The Jewish story is one of exile and redemption. At times we live inside our land, and at times we live outside our land. While these two concepts appear to be polar opposites, the same root is found in both words; galut, exile, and geulah, redemption, both meaning “to reveal.”
We read in Parshat Vayigash of our initial descent into Egypt. What is unique about that journey is that there was not a specific sin leading to the action. The Rabbis give us reasons why the first and second Temples were destroyed—sinat chinam, senseless hatred. We had a recipe of return: Simply turn senseless hatred into love. We can search far and wide for a cause an effect relationship, but Rav Kook writes, “Exile is integral to the Jewish collective experience.” Instead of searching for a cause, Rav Kook discovers meaning in the event. Exile spreads a divine message around the world.
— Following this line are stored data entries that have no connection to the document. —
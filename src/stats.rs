//! Aggregate counts over a stream of decoded lines.
//!
//! The first argument of every command is counted as its key. No command
//! semantics are applied, so `MGET a b` counts `a` only.

use std::collections::{BTreeMap, HashMap};

use serde::Serialize;

use crate::monitor::ParsedLine;
use crate::output;

#[derive(Debug, Clone, Default)]
pub struct Stats {
    decoded: u64,
    unrecognized: u64,
    commands: HashMap<String, u64>,
    keys: HashMap<String, u64>,
    dbs: BTreeMap<String, u64>,
    first_ts: Option<(u64, u32)>,
    last_ts: Option<(u64, u32)>,
}

/// Snapshot of [`Stats`] suitable for printing or serializing.
#[derive(Debug, Clone, PartialEq, Serialize)]
pub struct Summary {
    pub total_lines: u64,
    pub decoded: u64,
    pub unrecognized: u64,
    /// Seconds between the earliest and latest decoded timestamp.
    pub span_secs: Option<f64>,
    pub dbs: BTreeMap<String, u64>,
    pub top_commands: Vec<(String, u64)>,
    /// Keys as UTF-8 text where their raw bytes allow, `\xHH`-escaped otherwise.
    pub top_keys: Vec<(String, u64)>,
}

impl Stats {
    pub fn new() -> Self {
        Self::default()
    }

    pub fn record(&mut self, line: &ParsedLine) {
        self.decoded += 1;
        *self.commands.entry(line.command().to_string()).or_insert(0) += 1;
        if let Some(key) = line.args().first() {
            *self.keys.entry(key.clone()).or_insert(0) += 1;
        }
        *self.dbs.entry(line.db_index().to_string()).or_insert(0) += 1;
        if let Some(ts) = line.timestamp_parts() {
            self.first_ts = Some(self.first_ts.map_or(ts, |f| f.min(ts)));
            self.last_ts = Some(self.last_ts.map_or(ts, |l| l.max(ts)));
        }
    }

    pub fn record_unrecognized(&mut self) {
        self.unrecognized += 1;
    }

    pub fn total_lines(&self) -> u64 {
        self.decoded + self.unrecognized
    }

    pub fn decoded(&self) -> u64 {
        self.decoded
    }

    pub fn unrecognized(&self) -> u64 {
        self.unrecognized
    }

    /// Most frequent commands, ties broken by name.
    pub fn top_commands(&self, n: usize) -> Vec<(String, u64)> {
        top_n(&self.commands, n)
    }

    /// Most frequently touched keys, ties broken by key.
    pub fn top_keys(&self, n: usize) -> Vec<(String, u64)> {
        top_n(&self.keys, n)
    }

    /// Line count per database index.
    pub fn dbs(&self) -> &BTreeMap<String, u64> {
        &self.dbs
    }

    /// Seconds between the earliest and latest timestamp seen.
    #[allow(clippy::cast_precision_loss)]
    pub fn span_secs(&self) -> Option<f64> {
        let (first, last) = (self.first_ts?, self.last_ts?);
        let micros = |(s, us): (u64, u32)| u128::from(s) * 1_000_000 + u128::from(us);
        Some((micros(last) - micros(first)) as f64 / 1_000_000.0)
    }

    pub fn summary(&self, top: usize) -> Summary {
        Summary {
            total_lines: self.total_lines(),
            decoded: self.decoded,
            unrecognized: self.unrecognized,
            span_secs: self.span_secs(),
            dbs: self.dbs.clone(),
            top_commands: self.top_commands(top),
            top_keys: self
                .top_keys(top)
                .into_iter()
                .map(|(k, n)| (output::text_value(&k), n))
                .collect(),
        }
    }
}

fn top_n(counts: &HashMap<String, u64>, n: usize) -> Vec<(String, u64)> {
    let mut entries: Vec<(String, u64)> = counts.iter().map(|(k, v)| (k.clone(), *v)).collect();
    entries.sort_by(|a, b| b.1.cmp(&a.1).then_with(|| a.0.cmp(&b.0)));
    entries.truncate(n);
    entries
}
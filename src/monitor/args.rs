//! Tokenizer for the argument blob that follows the command.
//!
//! The server renders every argument as a double-quoted string with
//! non-printable bytes escaped (`\"`, `\\`, `\n`, `\r`, `\t`, `\a`, `\b`,
//! `\xHH`). Decoding reverses that rendering one token at a time.

use crate::config::UnquotedArgs;

use super::DecodeError;

const QUOTE: char = '"';
const ESCAPE: char = '\\';

#[derive(Debug, Clone, Copy, PartialEq, Eq)]
enum State {
    BetweenTokens,
    InToken,
}

/// Split `blob` into its unescaped arguments, in source order.
///
/// An empty blob yields an empty vector. A token left open at the end of the
/// blob is kept if it has content.
///
/// # Errors
///
/// - [`DecodeError::MalformedEscape`] if the blob ends in a lone backslash.
/// - [`DecodeError::UnquotedArgument`] if a token does not open with a quote
///   and `policy` is [`UnquotedArgs::Reject`].
pub fn tokenize(blob: &str, policy: UnquotedArgs) -> Result<Vec<String>, DecodeError> {
    let mut args = Vec::new();
    let mut buf = String::new();
    let mut state = State::BetweenTokens;
    let mut chars = blob.chars();

    while let Some(c) = chars.next() {
        if state == State::BetweenTokens {
            if c.is_whitespace() {
                continue;
            }
            if c == QUOTE {
                state = State::InToken;
                continue;
            }
            if c == ESCAPE && chars.as_str().is_empty() {
                return Err(DecodeError::MalformedEscape {
                    offset: blob.len() - 1,
                });
            }
            match policy {
                UnquotedArgs::Reject => {
                    let offset = blob.len() - chars.as_str().len() - c.len_utf8();
                    return Err(DecodeError::UnquotedArgument { offset });
                }
                UnquotedArgs::Lenient => state = State::InToken,
            }
        }

        match c {
            ESCAPE => {
                let rest = chars.as_str();
                let Some((decoded, used)) = decode_escape(rest) else {
                    return Err(DecodeError::MalformedEscape {
                        offset: blob.len() - rest.len() - 1,
                    });
                };
                buf.push(decoded);
                chars = rest.get(used..).unwrap_or_default().chars();
            }
            QUOTE => {
                args.push(std::mem::take(&mut buf));
                state = State::BetweenTokens;
            }
            other => buf.push(other),
        }
    }

    if state == State::InToken && !buf.is_empty() {
        args.push(buf);
    }
    Ok(args)
}

/// Decode the escape whose body starts at `rest` (the backslash is already
/// consumed). Returns the decoded char and how many bytes of `rest` it used,
/// or `None` if there is nothing left to escape.
///
/// `\xHH` takes precedence and always consumes exactly three bytes; a `\x`
/// without two hex digits after it decodes to a plain `x`.
fn decode_escape(rest: &str) -> Option<(char, usize)> {
    let c = rest.chars().next()?;
    if c == 'x'
        && let Some(byte) = rest.get(1..3).and_then(hex_byte)
    {
        return Some((char::from(byte), 3));
    }
    let decoded = match c {
        'n' => '\n',
        'r' => '\r',
        't' => '\t',
        'a' => '\u{07}',
        'b' => '\u{08}',
        other => other,
    };
    Some((decoded, c.len_utf8()))
}

fn hex_byte(digits: &str) -> Option<u8> {
    if digits.len() == 2 && digits.bytes().all(|b| b.is_ascii_hexdigit()) {
        u8::from_str_radix(digits, 16).ok()
    } else {
        None
    }
}

/// Raw bytes a decoded argument stands for.
///
/// Chars up to `U+00FF` (which is where `\xHH` escapes land) become one byte
/// each; anything wider is kept as its UTF-8 encoding.
pub fn to_raw_bytes(decoded: &str) -> Vec<u8> {
    let mut out = Vec::with_capacity(decoded.len());
    for c in decoded.chars() {
        match u8::try_from(u32::from(c)) {
            Ok(b) => out.push(b),
            Err(_) => {
                let mut tmp = [0u8; 4];
                out.extend_from_slice(c.encode_utf8(&mut tmp).as_bytes());
            }
        }
    }
    out
}
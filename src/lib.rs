pub mod config;
pub mod monitor;
pub mod output;
pub mod stats;
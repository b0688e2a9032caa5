use std::f32::consts::TAU;

use glam::Vec2;

use super::{draw_touch_connections, RenderContext, Visualization};
use crate::draw::{DrawCmd, DrawList, Paint};

/// Each fingertip becomes a satellite on a ring around its palm; the ring
/// radius is the tip's distance from the palm.
pub struct Orbit;

const SPIN_PER_MS: f32 = 0.0012;

impl Visualization for Orbit {
    fn render(&self, ctx: &RenderContext, out: &mut DrawList) {
        let t = ctx.now_ms as f32;

        for hand in &ctx.hands.hands {
            let palm = hand.state.palm_xy();
            let h = hand.handedness();
            let dir = if h == hand_pose::Handedness::Left { -1.0 } else { 1.0 };

            for tip in &hand.state.fingertips {
                let r = tip.xy().distance(palm);
                let color = ctx.color(h, tip.finger, 1.0);
                out.push(DrawCmd::Arc {
                    center:      palm,
                    radius:      r,
                    start_angle: 0.0,
                    end_angle:   TAU,
                    width:       1.0,
                    color:       ctx.color(h, tip.finger, 0.2),
                    alpha:       0.5,
                });

                // inner rings turn faster
                let speed = SPIN_PER_MS * (1.0 + 60.0 / r.max(20.0));
                let a = dir * t * speed + tip.finger.index() as f32 * TAU / 5.0;
                let sat = palm + Vec2::new(a.cos(), a.sin()) * r;
                out.glow(sat, ctx.visual.glow_radius * 0.5, color, 0.8);
                out.circle(sat, 3.0, color, 1.0);
                out.line(palm, tip.xy(), 1.0, Paint::Solid(color), 0.3);
            }
            out.glow(palm, ctx.visual.glow_radius, 0xFFFFFF, 0.4);
        }

        draw_touch_connections(ctx, out);
    }
}

#[cfg(test)]
mod tests {
    use super::*;
    use crate::config::VisualSettings;
    use crate::render::test_support::run;
    use crate::sim::ParamState;
    use hand_pose::Handedness;

    #[test]
    fn one_ring_per_fingertip() {
        let (hands, trails) = run(&[Handedness::Right, Handedness::Left], 2);
        let (visual, params) = (VisualSettings::default(), ParamState::default());
        let ctx = RenderContext { hands: &hands, trails: &trails, visual: &visual, params: &params, now_ms: 250.0, surface: Vec2::new(800.0, 600.0) };
        let mut out = DrawList::new();
        Orbit.render(&ctx, &mut out);
        let arcs = out.as_slice().iter().filter(|c| matches!(c, DrawCmd::Arc { .. })).count();
        assert_eq!(arcs, 10);
    }

    #[test]
    fn satellites_stay_on_their_ring() {
        let (hands, trails) = run(&[Handedness::Right], 1);
        let (visual, params) = (VisualSettings::default(), ParamState::default());
        let ctx = RenderContext { hands: &hands, trails: &trails, visual: &visual, params: &params, now_ms: 1234.0, surface: Vec2::new(800.0, 600.0) };
        let mut out = DrawList::new();
        Orbit.render(&ctx, &mut out);

        let palm = hands.hands[0].state.palm_xy();
        let radii: Vec<f32> = hands.hands[0].state.fingertips.iter().map(|t| t.xy().distance(palm)).collect();
        let sats: Vec<f32> = out.as_slice().iter().filter_map(|c| match c {
            DrawCmd::Circle { center, radius, .. } if *radius == 3.0 => Some(center.distance(palm)),
            _ => None,
        }).collect();
        assert_eq!(sats.len(), 5);
        for (s, r) in sats.iter().zip(&radii) {
            assert!((s - r).abs() < 1e-2, "{} vs {}", s, r);
        }
    }
}
use std::f32::consts::TAU;

use glam::Vec2;

use super::{draw_touch_connections, RenderContext, Visualization};
use crate::draw::{DrawCmd, DrawList};

/// Trail samples replayed as rings that grow and fade with their age. The
/// delay mix sets how many past samples echo.
pub struct Echo;

/// Ring growth, canvas units per ms of age.
const GROWTH: f32 = 0.06;

impl Visualization for Echo {
    fn render(&self, ctx: &RenderContext, out: &mut DrawList) {
        let stride = (4.0 - 3.0 * ctx.params.delay_mix).round().max(1.0) as usize;

        for (hand, finger, trail) in ctx.trails.iter() {
            let Some(newest) = trail.latest() else { continue };
            let span = (newest.t_ms - trail.iter().next().map_or(newest.t_ms, |s| s.t_ms)).max(1.0);

            for s in trail.iter().rev().step_by(stride) {
                let age = (ctx.now_ms - s.t_ms).max(0.0);
                let fresh = 1.0 - ((newest.t_ms - s.t_ms) / span) as f32;
                out.push(DrawCmd::Arc {
                    center:      Vec2::new(s.x, s.y),
                    radius:      4.0 + age as f32 * GROWTH,
                    start_angle: 0.0,
                    end_angle:   TAU,
                    width:       1.5,
                    color:       ctx.color(hand, finger, fresh),
                    alpha:       0.7 * fresh,
                });
            }
            out.circle(Vec2::new(newest.x, newest.y), 3.0, ctx.color(hand, finger, 1.0), 1.0);
        }

        draw_touch_connections(ctx, out);
    }
}

#[cfg(test)]
mod tests {
    use super::*;
    use crate::config::VisualSettings;
    use crate::render::test_support::run;
    use crate::sim::ParamState;
    use hand_pose::Handedness;

    fn arcs(delay_mix: f32) -> usize {
        let (hands, trails) = run(&[Handedness::Right], 9);
        let visual = VisualSettings::default();
        let params = ParamState { delay_mix, ..ParamState::default() };
        let ctx = RenderContext { hands: &hands, trails: &trails, visual: &visual, params: &params, now_ms: 200.0, surface: Vec2::new(800.0, 600.0) };
        let mut out = DrawList::new();
        Echo.render(&ctx, &mut out);
        out.as_slice().iter().filter(|c| matches!(c, DrawCmd::Arc { .. })).count()
    }

    #[test]
    fn more_delay_means_more_echoes() {
        // 9 samples per finger, the oldest has zero freshness and is dropped
        assert_eq!(arcs(1.0), 5 * 8);
        assert_eq!(arcs(0.0), 5 * 2);
    }

    #[test]
    fn empty_trails_draw_nothing() {
        let (hands, trails) = (hand_pose::HandFrame::default(), hand_pose::TrailStore::new(8, 1000.0));
        let (visual, params) = (VisualSettings::default(), ParamState::default());
        let ctx = RenderContext { hands: &hands, trails: &trails, visual: &visual, params: &params, now_ms: 0.0, surface: Vec2::new(800.0, 600.0) };
        let mut out = DrawList::new();
        Echo.render(&ctx, &mut out);
        assert!(out.is_empty());
    }
}
//! Particle color modes and the shared HSV palette helper.

use serde::{Deserialize, Serialize};

/// How a particle's hue is chosen. Closed set, dispatched by `match`.
#[derive(Clone, Copy, Debug, PartialEq, Eq, Hash, Serialize, Deserialize)]
#[serde(rename_all = "snake_case")]
pub enum ColorMode {
    /// Slow = blue, fast = red.
    Velocity,
    /// Hue drifts as the particle ages.
    Lifetime,
    /// Hue follows an external parameter in `[0, 1]`.
    External,
    /// Time-driven rainbow.
    Rainbow,
}

impl ColorMode {
    pub const ALL: [ColorMode; 4] = [ColorMode::Velocity, ColorMode::Lifetime, ColorMode::External, ColorMode::Rainbow];

    pub fn next(self) -> Self {
        match self {
            ColorMode::Velocity => ColorMode::Lifetime,
            ColorMode::Lifetime => ColorMode::External,
            ColorMode::External => ColorMode::Rainbow,
            ColorMode::Rainbow  => ColorMode::Velocity,
        }
    }

    pub fn name(self) -> &'static str {
        match self {
            ColorMode::Velocity => "velocity",
            ColorMode::Lifetime => "lifetime",
            ColorMode::External => "external",
            ColorMode::Rainbow  => "rainbow",
        }
    }

    /// Hue in degrees for one particle.
    ///
    /// * `speed_frac`: speed / configured speed range, clamped to `[0, 1]`
    /// * `life_frac` : age / lifetime
    /// * `external`  : caller-supplied parameter in `[0, 1]`
    pub fn hue(self, speed_frac: f32, life_frac: f32, external: f32, seed: f32, now_ms: f64) -> f32 {
        let h = match self {
            ColorMode::Velocity => 240.0 - speed_frac.clamp(0.0, 1.0) * 240.0,
            ColorMode::Lifetime => 180.0 + life_frac * 140.0 + seed * 30.0,
            ColorMode::External => external.clamp(0.0, 1.0) * 360.0 + (seed - 0.5) * 24.0,
            ColorMode::Rainbow  => (now_ms * 0.06) as f32 + seed * 360.0,
        };
        h.rem_euclid(360.0)
    }
}

impl std::str::FromStr for ColorMode {
    type Err = String;

    fn from_str(s: &str) -> Result<Self, Self::Err> {
        ColorMode::ALL.into_iter()
            .find(|m| m.name().eq_ignore_ascii_case(s.trim()))
            .ok_or_else(|| format!("unknown color mode '{}'", s))
    }
}

/// Convert HSV → packed ARGB (0xAARRGGBB, A=0xFF).
pub fn hsv_to_argb(h: f32, s: f32, v: f32) -> u32 {
    let h  = h.rem_euclid(360.0);
    let hi = (h / 60.0) as u32;
    let f  = h / 60.0 - hi as f32;
    let p  = v * (1.0 - s);
    let q  = v * (1.0 - s * f);
    let t  = v * (1.0 - s * (1.0 - f));
    let (r, g, b) = match hi {
        0 => (v, t, p),
        1 => (q, v, p),
        2 => (p, v, t),
        3 => (p, q, v),
        4 => (t, p, v),
        _ => (v, p, q),
    };
    let to_byte = |c: f32| (c.clamp(0.0, 1.0) * 255.0) as u32;
    0xFF000000 | (to_byte(r) << 16) | (to_byte(g) << 8) | to_byte(b)
}

#[cfg(test)]
mod tests {
    use super::*;

    #[test]
    fn hsv_primaries() {
        assert_eq!(hsv_to_argb(0.0, 1.0, 1.0),   0xFFFF0000);
        assert_eq!(hsv_to_argb(120.0, 1.0, 1.0), 0xFF00FF00);
        assert_eq!(hsv_to_argb(240.0, 1.0, 1.0), 0xFF0000FF);
        assert_eq!(hsv_to_argb(360.0, 1.0, 1.0), 0xFFFF0000);
    }

    #[test]
    fn velocity_hue_runs_blue_to_red() {
        assert_eq!(ColorMode::Velocity.hue(0.0, 0.0, 0.0, 0.0, 0.0), 240.0);
        assert_eq!(ColorMode::Velocity.hue(1.0, 0.0, 0.0, 0.0, 0.0), 0.0);
        assert_eq!(ColorMode::Velocity.hue(7.0, 0.0, 0.0, 0.0, 0.0), 0.0);
    }

    #[test]
    fn hue_is_wrapped() {
        for mode in ColorMode::ALL {
            let h = mode.hue(0.5, 0.9, 0.99, 0.99, 123_456.0);
            assert!((0.0..360.0).contains(&h), "{:?} gave {}", mode, h);
        }
    }

    #[test]
    fn cycle_and_parse() {
        let mut m = ColorMode::Velocity;
        for _ in 0..4 { m = m.next(); }
        assert_eq!(m, ColorMode::Velocity);
        assert_eq!("Rainbow".parse::<ColorMode>(), Ok(ColorMode::Rainbow));
        assert!("plaid".parse::<ColorMode>().is_err());
    }
}
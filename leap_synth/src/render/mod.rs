//! Mode visuals.
//!
//! | Mode | Renderer |
//! |---|---|
//! | Ribbons | [`Ribbons`]: fingertip trails as tapered glowing curves |
//! | Orbit | [`Orbit`]: fingertips as satellites circling the palm |
//! | Echo | [`Echo`]: trail samples re-emitted as expanding rings |
//! | Theremin | [`Theremin`]: pitch grid, volume line and the voice marker |
//! | Pads | [`draw_pads`], called directly by the simulation |
//! | Particles / Nebula | [`draw_sprites`] |
//!
//! Renderers hold no state; everything they need is in [`RenderContext`].

mod echo;
mod orbit;
mod pads;
mod ribbons;
mod theremin;

pub use echo::Echo;
pub use orbit::Orbit;
pub use pads::draw_pads;
pub use ribbons::Ribbons;
pub use theremin::Theremin;

use glam::Vec2;
use hand_pose::{Finger, HandFrame, Handedness, TrailStore};
use particle_field::{hsv_to_argb, Sprite};

use crate::config::VisualSettings;
use crate::draw::{DrawList, Paint};
use crate::mode::Mode;
use crate::sim::ParamState;

/// Read-only view of one frame.
pub struct RenderContext<'a> {
    pub hands:   &'a HandFrame,
    pub trails:  &'a TrailStore,
    pub visual:  &'a VisualSettings,
    pub params:  &'a ParamState,
    pub now_ms:  f64,
    pub surface: Vec2,
}

impl RenderContext<'_> {
    /// Shared palette: each finger has its own hue band, the left hand is
    /// offset by half a band, and everything drifts slowly with time.
    /// `t` in `[0, 1]` goes from the dim tail to the bright head.
    pub fn color(&self, hand: Handedness, finger: Finger, t: f32) -> u32 {
        let band = finger.index() as f32 * 72.0;
        let side = if hand == Handedness::Left { 36.0 } else { 0.0 };
        let drift = (self.now_ms * 0.01) as f32;
        let t = t.clamp(0.0, 1.0);
        hsv_to_argb(band + side + drift, 0.75, 0.35 + 0.65 * t)
    }
}

pub trait Visualization {
    fn render(&self, ctx: &RenderContext, out: &mut DrawList);
}

/// The stateless renderer for modes that have one.
pub fn renderer_for(mode: Mode) -> Option<&'static dyn Visualization> {
    match mode {
        Mode::Ribbons  => Some(&Ribbons),
        Mode::Orbit    => Some(&Orbit),
        Mode::Echo     => Some(&Echo),
        Mode::Theremin => Some(&Theremin),
        Mode::Pads | Mode::Particles | Mode::Nebula => None,
    }
}

// ════════════════════════════════════════════════════════════════════════════
// Shared pieces
// ════════════════════════════════════════════════════════════════════════════

/// Lines between touching fingertip pairs and a glow between touching palms.
pub fn draw_touch_connections(ctx: &RenderContext, out: &mut DrawList) {
    let touch = &ctx.hands.touch;
    let (left, right) = match (ctx.hands.hand(Handedness::Left), ctx.hands.hand(Handedness::Right)) {
        (Some(l), Some(r)) => (l, r),
        _ => return,
    };

    for pair in &touch.pairs {
        let a = left.state.tip(pair.left).xy();
        let b = right.state.tip(pair.right).xy();
        let paint = Paint::Linear {
            from:  ctx.color(Handedness::Left, pair.left, 1.0),
            to:    ctx.color(Handedness::Right, pair.right, 1.0),
            start: a,
            end:   b,
        };
        out.line(a, b, 2.0, paint, 0.9);
        out.glow(pair.midpoint, ctx.visual.glow_radius * 0.6, 0xFFFFFF, 0.7);
    }

    if touch.touching {
        let mid = (left.state.palm_xy() + right.state.palm_xy()) * 0.5;
        let pulse = 0.75 + 0.25 * ((ctx.now_ms * 0.012).sin() as f32);
        out.glow(mid, ctx.visual.glow_radius * 3.0 * pulse, 0xFFE8C0, 0.8);
    }
}

/// Small dots on every visible fingertip.
pub fn draw_fingertips(ctx: &RenderContext, out: &mut DrawList) {
    if !ctx.visual.show_fingertips {
        return;
    }
    for hand in &ctx.hands.hands {
        for tip in &hand.state.fingertips {
            out.circle(tip.xy(), 4.0, ctx.color(hand.handedness(), tip.finger, 1.0), 0.9);
        }
    }
}

/// Particle sprites, trails first so the heads sit on top.
pub fn draw_sprites(sprites: &[Sprite], out: &mut DrawList) {
    for s in sprites.iter().filter(|s| s.trail.len() >= 2) {
        let pts: Vec<Vec2> = s.trail.iter().copied().chain(std::iter::once(s.position)).collect();
        out.smooth_path(&pts, (s.radius * 0.5).max(1.0), Paint::Solid(s.color), s.alpha * 0.5);
    }
    for s in sprites {
        out.circle(s.position, s.radius, s.color, s.alpha);
    }
}

#[cfg(test)]
pub(crate) mod test_support {
    use hand_pose::synth::SyntheticHand;
    use hand_pose::{HandConfig, HandFrame, HandInterpreter, Handedness, PoseKind, TrailStore};

    /// Interpreted frames of the given hands after `frames` ticks of motion.
    pub fn run(hands: &[Handedness], frames: usize) -> (HandFrame, TrailStore) {
        let mut interp = HandInterpreter::new(HandConfig::default()).with_surface(800.0, 600.0);
        let mut last = None;
        for i in 0..frames.max(1) {
            let shift = i as f32 * 0.01;
            let lm: Vec<_> = hands.iter().map(|&h| {
                let x = if h == Handedness::Right { 0.35 } else { 0.65 };
                SyntheticHand::new(h, PoseKind::Five)
                    .center(glam::Vec3::new(x + shift, 0.5, 0.0))
                    .frame()
            }).collect();
            last = Some(interp.interpret(&lm, i as f64 * 16.0));
        }
        let frame = last.unwrap_or_default();
        (frame, interp.trails().clone())
    }
}

#[cfg(test)]
mod tests {
    use super::*;
    use crate::draw::DrawCmd;
    use test_support::run;

    fn ctx<'a>(hands: &'a HandFrame, trails: &'a TrailStore, visual: &'a VisualSettings, params: &'a ParamState) -> RenderContext<'a> {
        RenderContext { hands, trails, visual, params, now_ms: 500.0, surface: Vec2::new(800.0, 600.0) }
    }

    #[test]
    fn renderer_table() {
        for mode in Mode::ALL {
            assert_eq!(renderer_for(mode).is_some(), !matches!(mode, Mode::Pads | Mode::Particles | Mode::Nebula));
        }
    }

    #[test]
    fn colors_brighten_toward_the_head() {
        let (hands, trails) = run(&[Handedness::Right], 1);
        let (v, p) = (VisualSettings::default(), ParamState::default());
        let c = ctx(&hands, &trails, &v, &p);
        let luma = |argb: u32| ((argb >> 16) & 0xFF) + ((argb >> 8) & 0xFF) + (argb & 0xFF);
        assert!(luma(c.color(Handedness::Right, Finger::Index, 1.0)) > luma(c.color(Handedness::Right, Finger::Index, 0.0)));
        assert_ne!(c.color(Handedness::Right, Finger::Index, 1.0), c.color(Handedness::Right, Finger::Middle, 1.0));
    }

    #[test]
    fn no_connections_with_one_hand() {
        let (hands, trails) = run(&[Handedness::Right], 3);
        let (v, p) = (VisualSettings::default(), ParamState::default());
        let mut out = DrawList::new();
        draw_touch_connections(&ctx(&hands, &trails, &v, &p), &mut out);
        assert!(out.is_empty());
    }

    #[test]
    fn fingertips_follow_the_setting() {
        let (hands, trails) = run(&[Handedness::Right, Handedness::Left], 1);
        let p = ParamState::default();
        let mut v = VisualSettings::default();
        let mut out = DrawList::new();
        draw_fingertips(&ctx(&hands, &trails, &v, &p), &mut out);
        assert_eq!(out.len(), 10);
        v.show_fingertips = false;
        let mut out = DrawList::new();
        draw_fingertips(&ctx(&hands, &trails, &v, &p), &mut out);
        assert!(out.is_empty());
    }

    #[test]
    fn sprites_draw_trail_then_head() {
        let sprite = Sprite {
            position: Vec2::new(5.0, 5.0),
            radius:   3.0,
            color:    0xFFFF0000,
            alpha:    0.8,
            trail:    vec![Vec2::new(1.0, 1.0), Vec2::new(3.0, 3.0)],
        };
        let mut out = DrawList::new();
        draw_sprites(&[sprite], &mut out);
        assert_eq!(out.len(), 2);
        assert!(matches!(out.as_slice()[0], DrawCmd::Path { .. }));
        assert!(matches!(out.as_slice()[1], DrawCmd::Circle { .. }));
    }
}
I have been blessed with living in unique communities throughout my life: East coast and west coast, small cities and major metropolitan areas, Israel and the Unites States. In each situation, Jewish life looked different. In some locales, wearing a kippah publicly was easy, in others, a baseball hat was a preferred mode of dress. In some places, Shabbat Shalom was a common greeting on the street; in others, a nod of the head was enough.
And yet, in each of these places, the same words of the Shema were recited, the same Torah was read, and the same challah was eaten.
We are a people spread around the world with a fortunate connection to a land. Exile and redemption-at the root is revelation. Wherever you find yourself this Shabbat, reveal to yourself the deeper meaning of what it means to be a Jew, connected to our initial descent to Egypt, with the promise of one day being redeemed into the promised land of Israel.